Announcing the plutonium elimination deal, the two countries said they had signed a protocol to “amend and update” the U.S.-Russian Plutonium Management and Disposition Agreement (PMDA) of the year 2000 — a “major step” in efforts to eliminate nuclear-weapon-grade materials, according to an official statement.
As per the protocol, both the U.S. and Russia are now committed to disposing of a minimum of 34 metric tonnes of excess weapon-grade plutonium with further disposition likely over time. According to the State Department and remarks made by President Barack Obama, the initial combined amount — 68 metric tonnes — represented “enough material for approximately 17,000 nuclear weapons”.
Following the announcement of the protocol Russian President Medvedev also announced the imminent shutdown of the country's last plutonium reactor, the ADE-2. According to reports the reactor has produced weapons-grade plutonium for nearly 52 years in the formerly secret Siberian city of Zheleznogorsk.

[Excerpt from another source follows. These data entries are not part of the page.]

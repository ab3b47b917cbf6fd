//! Helpers for building artifact archives in tests.
//!
//! # Examples
//!
//! ```
//! use tally_pr_install::install::test_support::{fake_tally_script, zip_archive};
//!
//! let script = fake_tally_script("tally 1.2.3");
//! let bytes = zip_archive(&[("tally", script.as_bytes())]).expect("zip builds");
//! assert!(bytes.starts_with(b"PK"));
//! ```

use std::io::{Cursor, Write};

use zip::ZipWriter;
use zip::result::ZipResult;
use zip::write::SimpleFileOptions;

/// Builds an in-memory zip archive with the given `(path, contents)` entries.
///
/// # Errors
///
/// Returns the underlying [`zip::result::ZipError`] if writing fails.
pub fn zip_archive(entries: &[(&str, &[u8])]) -> ZipResult<Vec<u8>> {
    let mut writer = ZipWriter::new(Cursor::new(Vec::new()));
    let options = SimpleFileOptions::default().unix_permissions(0o644);

    for (path, contents) in entries {
        writer.start_file(*path, options)?;
        writer.write_all(contents)?;
    }

    Ok(writer.finish()?.into_inner())
}

/// A shell script standing in for the `tally` binary; `version` prints
/// `output`.
#[must_use]
pub fn fake_tally_script(output: &str) -> String {
    format!("#!/bin/sh\nif [ \"$1\" = \"version\" ]; then\n  echo '{output}'\nfi\n")
}

/// A `tally` stand-in whose `version` command exits with `code`.
#[must_use]
pub fn failing_tally_script(code: u8) -> String {
    format!("#!/bin/sh\necho 'broken build' >&2\nexit {code}\n")
}
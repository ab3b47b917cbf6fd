//! Works out which GitHub repository to query for pull request builds.
//!
//! The installer may run from a fork's copy of the one-line bootstrap, so the
//! repository is not statically known. Resolution takes the first answer
//! from an ordered chain: an explicit argument, a configured override, the
//! auto-detection probes in [`probes`], and finally [`DEFAULT_REPOSITORY`].
//! Resolution itself never fails.

pub mod history;
pub mod pattern;
pub mod probes;
pub mod process;

use std::fmt;
use std::path::PathBuf;

use crate::github::RepositorySpec;

pub use probes::{
    AncestryProbe, CheckoutProbe, Heuristic, HistoryProbe, ProcessTableProbe, RepositoryProbe,
};
pub use process::{ProcessTable, PsProcessTable};

/// Repository used when nothing more specific is known.
pub const DEFAULT_REPOSITORY: &str = "tally-cli/tally";

const DEFAULT_OWNER: &str = "tally-cli";
const DEFAULT_NAME: &str = "tally";

/// Returns [`DEFAULT_REPOSITORY`] as a parsed spec.
#[must_use]
pub fn default_repository() -> RepositorySpec {
    RepositorySpec::from_trusted_parts(DEFAULT_OWNER, DEFAULT_NAME)
}

/// How the repository was chosen.
#[derive(Debug, Clone, Copy, PartialEq, Eq)]
pub enum ResolutionMethod {
    /// Given as a positional argument.
    Explicit,
    /// Given through `--repo`, `TALLY_REPO`, or the configuration file.
    Override,
    /// Found by one of the auto-detection heuristics.
    AutoDetect(Heuristic),
    /// Nothing matched; the compiled-in default was used.
    Default,
}

impl fmt::Display for ResolutionMethod {
    fn fmt(&self, f: &mut fmt::Formatter<'_>) -> fmt::Result {
        match self {
            Self::Explicit => f.write_str("explicit argument"),
            Self::Override => f.write_str("override"),
            Self::AutoDetect(heuristic) => write!(f, "auto-detected from {}", heuristic.describe()),
            Self::Default => f.write_str("default"),
        }
    }
}

/// The chosen repository together with how it was chosen.
#[derive(Debug, Clone, PartialEq, Eq)]
pub struct Resolution {
    repository: RepositorySpec,
    method: ResolutionMethod,
}

impl Resolution {
    /// Pairs a repository with the method that selected it.
    #[must_use]
    pub const fn new(repository: RepositorySpec, method: ResolutionMethod) -> Self {
        Self { repository, method }
    }

    /// The repository to query.
    #[must_use]
    pub const fn repository(&self) -> &RepositorySpec {
        &self.repository
    }

    /// How the repository was chosen.
    #[must_use]
    pub const fn method(&self) -> ResolutionMethod {
        self.method
    }

    /// Whether the repository was guessed rather than given by the user.
    #[must_use]
    pub const fn is_guess(&self) -> bool {
        matches!(
            self.method,
            ResolutionMethod::AutoDetect(_) | ResolutionMethod::Default
        )
    }
}

/// Inputs the system probes read from the invoking environment.
#[derive(Debug, Clone, Default)]
pub struct ProbeEnvironment {
    /// Value of `HISTFILE`.
    pub histfile: Option<String>,
    /// Value of `SHELL`.
    pub shell: Option<String>,
    /// Value of `HOME`.
    pub home: Option<String>,
    /// Directory to inspect for a local checkout.
    pub working_dir: Option<PathBuf>,
    /// PID the ancestry walk starts from.
    pub parent_pid: Option<u32>,
}

impl ProbeEnvironment {
    /// Captures the environment of the current process.
    #[must_use]
    pub fn from_process() -> Self {
        Self {
            histfile: std::env::var("HISTFILE").ok(),
            shell: std::env::var("SHELL").ok(),
            home: std::env::var("HOME").ok(),
            working_dir: std::env::current_dir().ok(),
            parent_pid: parent_pid(),
        }
    }
}

#[cfg(unix)]
fn parent_pid() -> Option<u32> {
    Some(std::os::unix::process::parent_id())
}

#[cfg(not(unix))]
fn parent_pid() -> Option<u32> {
    None
}

/// Ordered chain of repository sources.
///
/// # Example
///
/// ```
/// use tally_pr_install::github::RepositorySpec;
/// use tally_pr_install::resolver::{RepositoryResolver, ResolutionMethod};
///
/// let fork = RepositorySpec::parse("fork/tally").expect("valid spec");
/// let resolution = RepositoryResolver::new().with_override(Some(fork)).resolve();
///
/// assert_eq!(resolution.repository().to_string(), "fork/tally");
/// assert_eq!(resolution.method(), ResolutionMethod::Override);
/// ```
#[derive(Default)]
pub struct RepositoryResolver<'env> {
    explicit: Option<RepositorySpec>,
    override_repository: Option<RepositorySpec>,
    probes: Vec<Box<dyn RepositoryProbe + 'env>>,
}

impl<'env> RepositoryResolver<'env> {
    /// Creates a resolver with no sources besides the default.
    #[must_use]
    pub fn new() -> Self {
        Self::default()
    }

    /// Sets the positional repository argument.
    #[must_use]
    pub fn with_explicit(mut self, repository: Option<RepositorySpec>) -> Self {
        self.explicit = repository;
        self
    }

    /// Sets the configured override.
    #[must_use]
    pub fn with_override(mut self, repository: Option<RepositorySpec>) -> Self {
        self.override_repository = repository;
        self
    }

    /// Appends a probe; probes run in the order they are added.
    #[must_use]
    pub fn with_probe(mut self, probe: impl RepositoryProbe + 'env) -> Self {
        self.probes.push(Box::new(probe));
        self
    }

    /// Appends the history, process-table, ancestry, and checkout probes.
    #[must_use]
    pub fn with_system_probes(
        self,
        table: &'env dyn ProcessTable,
        environment: &ProbeEnvironment,
    ) -> Self {
        let history_path = history::history_file(
            environment.histfile.as_deref(),
            environment.shell.as_deref(),
            environment.home.as_deref(),
        );

        let mut resolver = self
            .with_probe(HistoryProbe::new(history_path))
            .with_probe(ProcessTableProbe::new(table));
        if let Some(pid) = environment.parent_pid {
            resolver = resolver.with_probe(AncestryProbe::new(table, pid));
        }
        if let Some(dir) = &environment.working_dir {
            resolver = resolver.with_probe(CheckoutProbe::new(dir.clone()));
        }
        resolver
    }

    /// Picks the repository from the first source that yields one.
    #[must_use]
    pub fn resolve(&self) -> Resolution {
        if let Some(repository) = &self.explicit {
            return Resolution::new(repository.clone(), ResolutionMethod::Explicit);
        }
        if let Some(repository) = &self.override_repository {
            return Resolution::new(repository.clone(), ResolutionMethod::Override);
        }

        for probe in &self.probes {
            if let Some(repository) = probe.probe() {
                let heuristic = probe.heuristic();
                tracing::debug!("repository {repository} found via {}", heuristic.describe());
                return Resolution::new(repository, ResolutionMethod::AutoDetect(heuristic));
            }
            tracing::debug!("no repository from {}", probe.heuristic().describe());
        }

        Resolution::new(default_repository(), ResolutionMethod::Default)
    }
}
//! CLI helpers for the installer binary.
//!
//! Output formatting utilities are in [`output`].

pub mod output;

Mr. Obama highlighted a range of commitments made by the other countries attending the summit, saying the 49-nation gathering had made “unprecedented progress in confronting one of the greatest threats to our global security”, namely nuclear terrorism.
Mr. Obama mentioned Canada's decision to give up a significant quantity of highly enriched uranium, Chile's move to give up its entire stockpile and Ukraine's and Mexico's announcements to do the same.
In the context of the Megaports Initiative for detecting radioactive materials in containerised cargo, Mr. Obama said that Argentina and Pakistan had announced new steps to strengthen port security and prevent nuclear smuggling.
Mr. Obama also detailed the commitments of nations such as Argentina, the Philippines, Thailand and Vietnam to join and strengthen the treaties and international partnerships “that are at the core of our global efforts”. He added that Italy, Japan, India and China would be creating new centres “to promote nuclear security technologies and training”.
Mr. Obama also said the U.S. had taken concrete steps to secure its nuclear materials further, and was joining Canada in “calling on nations to commit $10 billion to extending our highly successful Global Partnership” to strengthen nuclear security.